If "plus" shows up in a line of the material, return that line.

* * * *

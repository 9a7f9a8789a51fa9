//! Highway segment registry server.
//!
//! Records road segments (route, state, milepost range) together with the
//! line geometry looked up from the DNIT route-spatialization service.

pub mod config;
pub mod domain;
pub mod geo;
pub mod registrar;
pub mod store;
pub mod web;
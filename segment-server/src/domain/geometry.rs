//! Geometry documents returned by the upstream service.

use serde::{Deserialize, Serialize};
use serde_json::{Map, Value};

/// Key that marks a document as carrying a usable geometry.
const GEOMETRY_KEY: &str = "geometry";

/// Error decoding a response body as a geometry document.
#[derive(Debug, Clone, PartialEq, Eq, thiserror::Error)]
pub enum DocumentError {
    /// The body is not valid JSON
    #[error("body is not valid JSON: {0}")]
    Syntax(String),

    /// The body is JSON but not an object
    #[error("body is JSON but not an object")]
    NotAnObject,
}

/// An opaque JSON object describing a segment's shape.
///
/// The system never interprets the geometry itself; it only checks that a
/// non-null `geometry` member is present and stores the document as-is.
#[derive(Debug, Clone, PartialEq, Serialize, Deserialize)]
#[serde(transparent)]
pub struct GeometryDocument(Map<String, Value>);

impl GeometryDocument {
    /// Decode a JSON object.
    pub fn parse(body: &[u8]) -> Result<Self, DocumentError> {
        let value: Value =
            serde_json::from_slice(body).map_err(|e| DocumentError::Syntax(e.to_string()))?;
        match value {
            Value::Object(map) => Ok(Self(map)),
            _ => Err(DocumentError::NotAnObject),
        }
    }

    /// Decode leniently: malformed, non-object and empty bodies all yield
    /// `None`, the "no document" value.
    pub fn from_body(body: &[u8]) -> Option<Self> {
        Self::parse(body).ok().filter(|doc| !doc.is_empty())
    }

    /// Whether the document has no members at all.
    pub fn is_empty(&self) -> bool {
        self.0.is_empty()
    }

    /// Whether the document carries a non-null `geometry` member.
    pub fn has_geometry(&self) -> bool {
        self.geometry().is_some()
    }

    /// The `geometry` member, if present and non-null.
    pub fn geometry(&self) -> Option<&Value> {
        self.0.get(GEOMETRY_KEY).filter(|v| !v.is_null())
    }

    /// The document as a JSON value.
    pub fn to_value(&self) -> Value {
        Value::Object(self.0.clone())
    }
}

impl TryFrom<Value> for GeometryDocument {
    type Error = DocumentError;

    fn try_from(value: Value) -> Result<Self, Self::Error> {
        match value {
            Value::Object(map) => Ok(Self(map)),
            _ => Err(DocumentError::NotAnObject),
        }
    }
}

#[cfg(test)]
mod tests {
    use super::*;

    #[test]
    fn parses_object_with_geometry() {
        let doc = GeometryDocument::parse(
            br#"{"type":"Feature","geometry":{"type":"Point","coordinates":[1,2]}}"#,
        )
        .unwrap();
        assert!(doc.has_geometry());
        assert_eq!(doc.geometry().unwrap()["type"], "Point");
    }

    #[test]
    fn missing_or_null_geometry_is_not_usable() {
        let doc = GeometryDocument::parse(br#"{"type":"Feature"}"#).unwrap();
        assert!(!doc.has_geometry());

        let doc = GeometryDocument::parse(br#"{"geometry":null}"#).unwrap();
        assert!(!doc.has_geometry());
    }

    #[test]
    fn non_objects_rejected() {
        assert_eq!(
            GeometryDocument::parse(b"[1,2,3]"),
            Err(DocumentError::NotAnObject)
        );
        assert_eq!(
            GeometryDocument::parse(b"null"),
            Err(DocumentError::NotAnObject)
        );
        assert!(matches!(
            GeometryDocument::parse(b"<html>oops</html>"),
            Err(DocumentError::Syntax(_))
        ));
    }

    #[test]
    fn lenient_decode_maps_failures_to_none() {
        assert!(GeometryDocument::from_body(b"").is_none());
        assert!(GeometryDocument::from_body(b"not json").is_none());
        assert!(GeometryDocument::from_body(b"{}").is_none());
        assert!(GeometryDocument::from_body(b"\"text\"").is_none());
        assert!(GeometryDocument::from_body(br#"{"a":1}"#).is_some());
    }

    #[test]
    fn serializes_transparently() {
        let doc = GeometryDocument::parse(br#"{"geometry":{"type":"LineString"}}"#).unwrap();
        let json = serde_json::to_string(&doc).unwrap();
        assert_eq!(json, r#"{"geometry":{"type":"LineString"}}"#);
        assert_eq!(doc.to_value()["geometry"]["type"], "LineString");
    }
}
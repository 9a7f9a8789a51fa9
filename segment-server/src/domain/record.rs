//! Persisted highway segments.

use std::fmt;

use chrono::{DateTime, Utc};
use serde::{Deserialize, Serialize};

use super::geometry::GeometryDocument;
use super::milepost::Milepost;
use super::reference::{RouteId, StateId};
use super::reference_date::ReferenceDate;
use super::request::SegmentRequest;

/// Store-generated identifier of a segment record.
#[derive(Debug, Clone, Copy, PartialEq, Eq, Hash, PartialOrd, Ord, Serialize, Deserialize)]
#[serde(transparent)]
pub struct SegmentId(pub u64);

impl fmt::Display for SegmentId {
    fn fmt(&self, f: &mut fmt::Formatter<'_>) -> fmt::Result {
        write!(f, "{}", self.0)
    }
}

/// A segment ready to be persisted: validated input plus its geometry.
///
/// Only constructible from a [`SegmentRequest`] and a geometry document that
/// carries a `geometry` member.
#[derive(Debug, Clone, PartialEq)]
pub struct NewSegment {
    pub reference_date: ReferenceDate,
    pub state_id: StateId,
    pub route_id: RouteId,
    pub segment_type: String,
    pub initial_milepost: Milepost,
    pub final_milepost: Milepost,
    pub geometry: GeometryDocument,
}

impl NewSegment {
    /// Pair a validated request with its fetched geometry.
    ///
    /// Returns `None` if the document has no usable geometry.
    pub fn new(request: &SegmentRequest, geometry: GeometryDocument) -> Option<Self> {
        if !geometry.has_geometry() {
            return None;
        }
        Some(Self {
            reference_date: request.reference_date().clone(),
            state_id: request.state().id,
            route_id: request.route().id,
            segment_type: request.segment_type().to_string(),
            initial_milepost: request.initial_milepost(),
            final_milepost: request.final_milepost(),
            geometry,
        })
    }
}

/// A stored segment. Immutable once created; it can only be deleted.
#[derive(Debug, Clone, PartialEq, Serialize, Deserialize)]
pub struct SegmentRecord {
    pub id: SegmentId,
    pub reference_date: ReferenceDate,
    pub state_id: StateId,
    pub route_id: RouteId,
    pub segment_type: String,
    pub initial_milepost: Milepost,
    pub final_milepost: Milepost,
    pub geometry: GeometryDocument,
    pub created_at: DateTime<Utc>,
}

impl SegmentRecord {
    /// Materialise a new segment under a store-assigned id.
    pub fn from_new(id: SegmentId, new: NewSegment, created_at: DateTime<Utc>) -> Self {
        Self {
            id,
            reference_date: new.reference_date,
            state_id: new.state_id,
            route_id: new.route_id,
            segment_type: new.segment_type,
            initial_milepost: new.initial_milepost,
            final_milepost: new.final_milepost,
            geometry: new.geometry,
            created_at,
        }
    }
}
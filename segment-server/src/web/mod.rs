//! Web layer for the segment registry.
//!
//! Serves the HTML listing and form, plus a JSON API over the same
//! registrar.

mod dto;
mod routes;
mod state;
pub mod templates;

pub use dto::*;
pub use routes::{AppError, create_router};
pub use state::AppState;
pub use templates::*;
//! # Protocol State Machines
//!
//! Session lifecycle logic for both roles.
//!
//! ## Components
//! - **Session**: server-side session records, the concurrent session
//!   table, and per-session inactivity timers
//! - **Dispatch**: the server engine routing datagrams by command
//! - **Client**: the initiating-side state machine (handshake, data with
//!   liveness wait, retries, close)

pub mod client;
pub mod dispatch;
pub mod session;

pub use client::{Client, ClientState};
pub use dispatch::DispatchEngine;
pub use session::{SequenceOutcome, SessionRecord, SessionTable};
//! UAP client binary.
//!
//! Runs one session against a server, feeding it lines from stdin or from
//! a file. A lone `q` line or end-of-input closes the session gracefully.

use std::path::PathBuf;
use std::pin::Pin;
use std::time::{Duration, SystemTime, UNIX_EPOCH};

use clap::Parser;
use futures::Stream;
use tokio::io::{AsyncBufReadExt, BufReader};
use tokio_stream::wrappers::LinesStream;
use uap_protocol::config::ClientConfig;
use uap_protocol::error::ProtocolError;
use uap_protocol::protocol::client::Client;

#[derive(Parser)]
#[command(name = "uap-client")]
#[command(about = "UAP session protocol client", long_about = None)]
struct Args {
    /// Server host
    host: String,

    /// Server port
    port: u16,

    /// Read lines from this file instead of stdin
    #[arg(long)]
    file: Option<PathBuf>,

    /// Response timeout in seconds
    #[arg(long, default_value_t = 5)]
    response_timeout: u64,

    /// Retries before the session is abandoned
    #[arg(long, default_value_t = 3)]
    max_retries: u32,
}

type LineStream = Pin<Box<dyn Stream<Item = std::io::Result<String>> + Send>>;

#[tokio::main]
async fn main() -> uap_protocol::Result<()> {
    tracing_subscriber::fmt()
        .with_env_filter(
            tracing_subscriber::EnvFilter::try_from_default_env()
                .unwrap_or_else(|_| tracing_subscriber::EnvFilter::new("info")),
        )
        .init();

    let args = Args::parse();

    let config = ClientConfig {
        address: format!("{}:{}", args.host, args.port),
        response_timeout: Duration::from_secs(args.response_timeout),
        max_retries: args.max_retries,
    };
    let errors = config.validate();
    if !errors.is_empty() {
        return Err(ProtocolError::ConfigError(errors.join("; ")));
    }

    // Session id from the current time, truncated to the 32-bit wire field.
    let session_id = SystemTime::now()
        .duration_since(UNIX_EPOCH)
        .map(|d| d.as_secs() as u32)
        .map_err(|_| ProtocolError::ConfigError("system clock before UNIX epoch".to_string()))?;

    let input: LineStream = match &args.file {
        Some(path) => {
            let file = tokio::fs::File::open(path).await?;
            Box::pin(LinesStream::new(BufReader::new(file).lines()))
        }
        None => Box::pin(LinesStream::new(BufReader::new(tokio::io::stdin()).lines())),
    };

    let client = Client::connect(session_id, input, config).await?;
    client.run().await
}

* * * *

**RESULT OF THIS TASK:**
/// A segment ready to be persisted: validated input plus its geometry.
//! Serves the HTML listing and form, plus a JSON API over the same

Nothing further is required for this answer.